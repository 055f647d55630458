// Standalone replay tool for re-running the autoplayer over debug logs
//
// Usage:
//   cargo run --bin replay -- <log_file> [options]
//
// Options:
//   --all                  Replay all turns
//   --turns <turn1,turn2>  Replay specific turns (comma-separated)
//   --validate <T:M,...>   Check the logged moves against expectations
//   --verbose              Show detailed output for each turn
//   --config <path>        Path to Game.toml (default: Game.toml)

use clap::{ArgGroup, Parser};
use std::path::PathBuf;
use std::process;

use auto_2048::config::Config;
use auto_2048::replay::ReplayEngine;
use auto_2048::types::Direction;

#[derive(Parser, Debug)]
#[command(
    name = "replay",
    version,
    about = "2048 Replay Tool: re-runs the autoplayer on logged positions",
    group(ArgGroup::new("mode").required(true).args(["all", "turns", "validate"]))
)]
struct Cli {
    /// JSONL log written by `auto-2048 --log`
    log_file: PathBuf,
    /// Replay all turns in the log
    #[arg(long)]
    all: bool,
    /// Replay specific turns (comma-separated)
    #[arg(long, value_delimiter = ',', value_name = "T1,T2,...")]
    turns: Vec<u32>,
    /// Validate logged moves (format: turn:move,... with '|' between alternatives)
    #[arg(long, value_name = "T:M,...")]
    validate: Option<String>,
    /// Show detailed output for each turn
    #[arg(long)]
    verbose: bool,
    /// Override the search depth from the config
    #[arg(long)]
    depth: Option<u8>,
    /// Path to Game.toml
    #[arg(long, default_value = "Game.toml")]
    config: PathBuf,
}

fn parse_expected_moves(s: &str) -> Result<Vec<(u32, Vec<Direction>)>, String> {
    s.split(',')
        .map(|pair| {
            let parts: Vec<&str> = pair.trim().split(':').collect();
            if parts.len() != 2 {
                return Err(format!("Invalid format '{}'. Expected 'turn:move'", pair));
            }

            let turn = parts[0]
                .parse::<u32>()
                .map_err(|e| format!("Invalid turn number '{}': {}", parts[0], e))?;

            // Support multiple acceptable moves separated by '|'
            let moves: Result<Vec<Direction>, String> = parts[1]
                .split('|')
                .map(|m| m.parse::<Direction>().map_err(|e| e.to_string()))
                .collect();

            Ok((turn, moves?))
        })
        .collect()
}

fn main() {
    env_logger::init();

    let cli = Cli::parse();

    let mut config = Config::from_file(&cli.config).unwrap_or_else(|e| {
        eprintln!("Warning: Could not load config from '{}': {}", cli.config.display(), e);
        eprintln!("Using default configuration");
        Config::default_hardcoded()
    });
    if let Some(depth) = cli.depth {
        config.search.depth = depth;
    }

    println!("Loaded configuration from: {}", cli.config.display());
    println!("Replay log file: {}", cli.log_file.display());
    println!();

    let engine = ReplayEngine::new(config, cli.verbose);

    let entries = match engine.load_log_file(&cli.log_file) {
        Ok(entries) => entries,
        Err(e) => {
            eprintln!("Error loading log file: {}", e);
            process::exit(1);
        }
    };

    if entries.is_empty() {
        eprintln!("Error: Log file is empty");
        process::exit(1);
    }

    println!("Loaded {} log entries\n", entries.len());

    if let Some(validate_arg) = &cli.validate {
        let expected_moves = match parse_expected_moves(validate_arg) {
            Ok(m) => m,
            Err(e) => {
                eprintln!("Error parsing expected moves: {}", e);
                process::exit(1);
            }
        };

        println!("Validating {} expected move(s)...\n", expected_moves.len());
        match engine.validate_expected_moves(&entries, &expected_moves) {
            Ok(()) => println!("✓ All expected moves validated successfully!"),
            Err(e) => {
                eprintln!("✗ Validation failed: {}", e);
                process::exit(1);
            }
        }
    } else if !cli.turns.is_empty() {
        println!("Replaying {} specific turn(s)...\n", cli.turns.len());
        match engine.replay_turns(&entries, &cli.turns) {
            Ok(results) => engine.print_report(&results),
            Err(e) => {
                eprintln!("Error during replay: {}", e);
                process::exit(1);
            }
        }
    } else {
        println!("Replaying all {} turns...\n", entries.len());
        let results = engine.replay_all(&entries);
        engine.print_report(&results);
    }
}

#[cfg(test)]
mod tests {
    use super::*;

    #[test]
    fn test_parse_expected_moves() {
        let parsed = parse_expected_moves("0:left,3:up|down").unwrap();
        assert_eq!(parsed[0], (0, vec![Direction::Left]));
        assert_eq!(parsed[1], (3, vec![Direction::Up, Direction::Down]));
        assert!(parse_expected_moves("5").is_err());
        assert!(parse_expected_moves("x:left").is_err());
        assert!(parse_expected_moves("1:north").is_err());
    }
}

Exercise details:
Find all lines holding the word "search" in the records above and copy them.

Solution:
    /// Override the search depth from the config
        config.search.depth = depth;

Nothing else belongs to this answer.